Um olhar apenas humano, ainda que justificado por muitos fatos, pode dizer que os tempos que vivemos são maus. Não são raras as pessoas que entreveem até o fim dos tempos nos acontecimentos atuais, numa longa agonia que deixa perplexa toda a humanidade, quando poderíamos imaginá-la capaz de resolver todos os seus problemas, dado o crescimento dos conhecimentos e a incrível capacidade das nações e dos poderes econômicos. De repente, todos estão caídos por terra, desejosos de uma luz que lhes possibilite enxergar os passos a serem dados. O chamado “novo normal” tão esperado certamente será muito diferente e extremamente exigente, de modo que nossas cabeças e nossas vidas serão obrigatoriamente reprogramadas, sejam quais forem as consequências do que vivemos hoje.

Já no Antigo Testamento, o autor do Eclesiastes refletia sobre o tempo, nem sempre com muito otimismo! “Tudo tem seu tempo. Há um momento oportuno para cada coisa debaixo do céu: tempo de nascer e tempo de morrer; tempo de plantar e tempo de arrancar o que se plantou; tempo de matar e tempo de curar; tempo de destruir e tempo de construir; tempo de chorar e tempo de rir; tempo de lamentar e tempo de dançar; tempo de espalhar pedras e tempo de as ajuntar; tempo de abraçar e tempo de se afastar dos abraços; tempo de procurar e tempo de perder; tempo de guardar e tempo de jogar fora; tempo de rasgar e tempo de costurar; tempo de calar e tempo de falar; tempo do amor e tempo do ódio; tempo da guerra e tempo da paz” (Eclesiastes 3,1-8). Não nos convém transformar tais palavras num fatalismo destruidor, com o qual as pessoas venham simplesmente a se renderem diante dos fatos e acontecimentos, mas reconhecer a existência de situações difíceis e até contraditórias.

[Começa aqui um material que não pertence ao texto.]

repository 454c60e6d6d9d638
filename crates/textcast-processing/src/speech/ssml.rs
use super::VoiceProfile;

fn escape_xml(text: &str) -> String {
    let mut escaped = String::with_capacity(text.len());
    for c in text.chars() {
        match c {
            '&' => escaped.push_str("&amp;"),
            '<' => escaped.push_str("&lt;"),
            '>' => escaped.push_str("&gt;"),
            '"' => escaped.push_str("&quot;"),
            '\'' => escaped.push_str("&apos;"),
            other => escaped.push(other),
        }
    }
    escaped
}

/// SSML document narrating `text` with the given voice and speaking style.
pub fn build_ssml(text: &str, voice: &VoiceProfile) -> String {
    format!(
        concat!(
            r#"<speak version="1.0" xmlns="http://www.w3.org/2001/10/synthesis" "#,
            r#"xmlns:mstts="https://www.w3.org/2001/mstts" xml:lang="{lang}">"#,
            r#"<voice name="{voice}">"#,
            r#"<mstts:express-as style="{style}" styledegree="{degree}">"#,
            "{text}",
            "</mstts:express-as></voice></speak>"
        ),
        lang = escape_xml(&voice.language),
        voice = escape_xml(&voice.voice),
        style = escape_xml(&voice.style),
        degree = escape_xml(&voice.style_degree),
        text = escape_xml(text),
    )
}

#[cfg(test)]
mod tests {
    use super::*;

    #[test]
    fn test_ssml_uses_voice_profile() {
        let ssml = build_ssml("こんにちは", &VoiceProfile::default());
        assert!(ssml.contains(r#"xml:lang="ja-JP""#));
        assert!(ssml.contains(r#"<voice name="ja-JP-DaichiNeural">"#));
        assert!(ssml.contains(r#"style="customerservice" styledegree="3""#));
        assert!(ssml.contains("こんにちは"));
    }

    #[test]
    fn test_ssml_escapes_markup_in_text() {
        let ssml = build_ssml("<b>Tom & Jerry</b>", &VoiceProfile::default());
        assert!(ssml.contains("&lt;b&gt;Tom &amp; Jerry&lt;/b&gt;"));
        assert!(!ssml.contains("<b>"));
    }
}
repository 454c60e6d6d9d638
//! Record identifiers and stored object names.

use chrono::Utc;
use uuid::Uuid;

const AUDIO_STEM_MAX_LEN: usize = 32;

fn filename_timestamp() -> String {
    Utc::now().format("%Y%m%d_%H%M%S").to_string()
}

fn random_hex() -> String {
    Uuid::new_v4().simple().to_string()
}

/// Extension of `original_name` (text after the last `.`), reduced to ASCII
/// alphanumerics. Empty when there is no dot.
fn sanitized_extension(original_name: &str) -> String {
    original_name
        .rsplit_once('.')
        .map(|(_, ext)| {
            ext.chars()
                .filter(|c| c.is_ascii_alphanumeric())
                .collect::<String>()
        })
        .unwrap_or_default()
}

/// Collision-resistant storage filename: `{YYYYmmdd_HHMMSS}_{32 hex}.{ext}`.
///
/// The extension of the client-supplied name is kept so the stored object
/// stays recognizable; everything else about the original name is discarded.
/// A name without extension produces a trailing `.`.
pub fn generate_unique_filename(original_name: &str) -> String {
    format!(
        "{}_{}.{}",
        filename_timestamp(),
        random_hex(),
        sanitized_extension(original_name)
    )
}

/// Fresh identifier for an extended upload record.
pub fn new_record_id() -> String {
    Uuid::new_v4().to_string()
}

/// Filename for synthesized audio, prefixed with a readable stem taken from
/// the narrated text when it contains usable ASCII characters.
pub fn audio_filename(description: &str, extension: &str) -> String {
    let stem: String = description
        .chars()
        .map(|c| if c.is_whitespace() { '_' } else { c })
        .filter(|c| c.is_ascii_alphanumeric() || *c == '-' || *c == '_')
        .take(AUDIO_STEM_MAX_LEN)
        .collect();
    let stem = stem.trim_matches('_');

    if stem.is_empty() {
        format!("{}_{}.{}", filename_timestamp(), random_hex(), extension)
    } else {
        format!(
            "{}_{}_{}.{}",
            stem,
            filename_timestamp(),
            random_hex(),
            extension
        )
    }
}

/// UTC timestamp used as part of record keys, microsecond precision.
pub fn upload_timestamp() -> String {
    Utc::now().format("%Y-%m-%d %H:%M:%S%.6f").to_string()
}
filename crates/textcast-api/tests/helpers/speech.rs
use async_trait::async_trait;
use bytes::Bytes;
use std::path::Path;
use std::sync::atomic::{AtomicUsize, Ordering};
use std::sync::Mutex;
use textcast_processing::{
    AudioFormat, AudioTranscoder, SpeechError, SpeechSynthesizer, TranscodeError,
};

pub const FAKE_WAV: &[u8] = b"RIFF\x24\x00\x00\x00WAVEfmt ";

/// Synthesizer returning a fixed WAV payload and recording every SSML document.
#[derive(Default)]
pub struct FakeSynthesizer {
    calls: AtomicUsize,
    documents: Mutex<Vec<String>>,
    fail: bool,
}

impl FakeSynthesizer {
    pub fn new() -> Self {
        Self::default()
    }

    /// Every request is rejected as the real service does for a bad key.
    pub fn failing() -> Self {
        Self {
            fail: true,
            ..Self::default()
        }
    }

    pub fn calls(&self) -> usize {
        self.calls.load(Ordering::SeqCst)
    }

    pub fn documents(&self) -> Vec<String> {
        self.documents.lock().unwrap().clone()
    }
}

#[async_trait]
impl SpeechSynthesizer for FakeSynthesizer {
    async fn synthesize(&self, ssml: &str) -> Result<Bytes, SpeechError> {
        self.calls.fetch_add(1, Ordering::SeqCst);
        self.documents.lock().unwrap().push(ssml.to_string());
        if self.fail {
            return Err(SpeechError::Service {
                status: 401,
                body: "Unauthorized".to_string(),
            });
        }
        Ok(Bytes::from_static(FAKE_WAV))
    }
}

/// Transcoder that copies the input so the pipeline can run without ffmpeg.
pub struct CopyTranscoder;

#[async_trait]
impl AudioTranscoder for CopyTranscoder {
    async fn transcode(
        &self,
        input_path: &Path,
        output_path: &Path,
        _format: AudioFormat,
    ) -> Result<(), TranscodeError> {
        tokio::fs::copy(input_path, output_path).await?;
        Ok(())
    }
}
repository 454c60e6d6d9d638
mod init;

pub use init::init_telemetry;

A plenitude dos tempos (Cf. Gl 4,4) veio com a Encarnação do Verbo de Deus e seu mistério pascal de morte e ressurreição, quando tudo ganhou um sentido novo. Em Jesus Cristo e só nele se encontra o sentido da vida das pessoas e o rumo para o mundo. Daí a busca de caminhos para reagirmos no tempo presente!

Quando chegaram pessoas de longe com o desejo de “ver Jesus” (Jo 12,20-33), ele mesmo anuncia que chegou a hora de sua glorificação. E estava para acontecer sua prisão, condenação e morte! Aos gregos que chegam, Jesus logo propõe perder a vida, no serviço e na entrega da existência, como o grão de trigo caído e morto na terra. Cada situação crítica na história pessoal ou da humanidade pede a saída de nós mesmos. Será livre e feliz quem se dispuser a entregar a sua vida. No meio de tantas dores geradas pela presente pandemia, consegue superar as dificuldades quem vai ao encontro dos outros, começando da própria família. Pensemos em nossa capacidade de rever nosso relacionamento familiar, descubramos os caminhos para consolar os que sofrem, dediquemo-nos nestes dias à oração em família, redescubramos a riqueza da Palavra de Deus e multipliquemos os gestos de fraternidade e solidariedade.

O tempo presente, que a carta aos Hebreus (Hb 3,13) chama de “hoje” nos leve justamente a não perder tempo, mas lançarmos mão de todos os imensos recursos plantados por Deus em nossa alma, para passar continuamente da morte à vida, lembrando-nos de que recebemos esta graça na fonte batismal. Poderemos então desde já cantar com o salmista: “Quando o Senhor reconduziu nossos cativos, parecíamos sonhar; encheu-se de sorrisos nossa boca, nossos lábios, de canções. Entre os gentios se dizia: ‘Maravilhas fez com eles o Senhor!’ Sim, maravilhas fez conosco o Senhor, exultemos de alegria! Mudai a nossa sorte, ó Senhor, como torrentes no deserto. Os que lançam as sementes entre lágrimas, ceifarão com alegria. Chorando de tristeza sairão, espalhando suas sementes; cantando de alegria voltarão, carregando os seus feixes” (Salmo 125,1-6).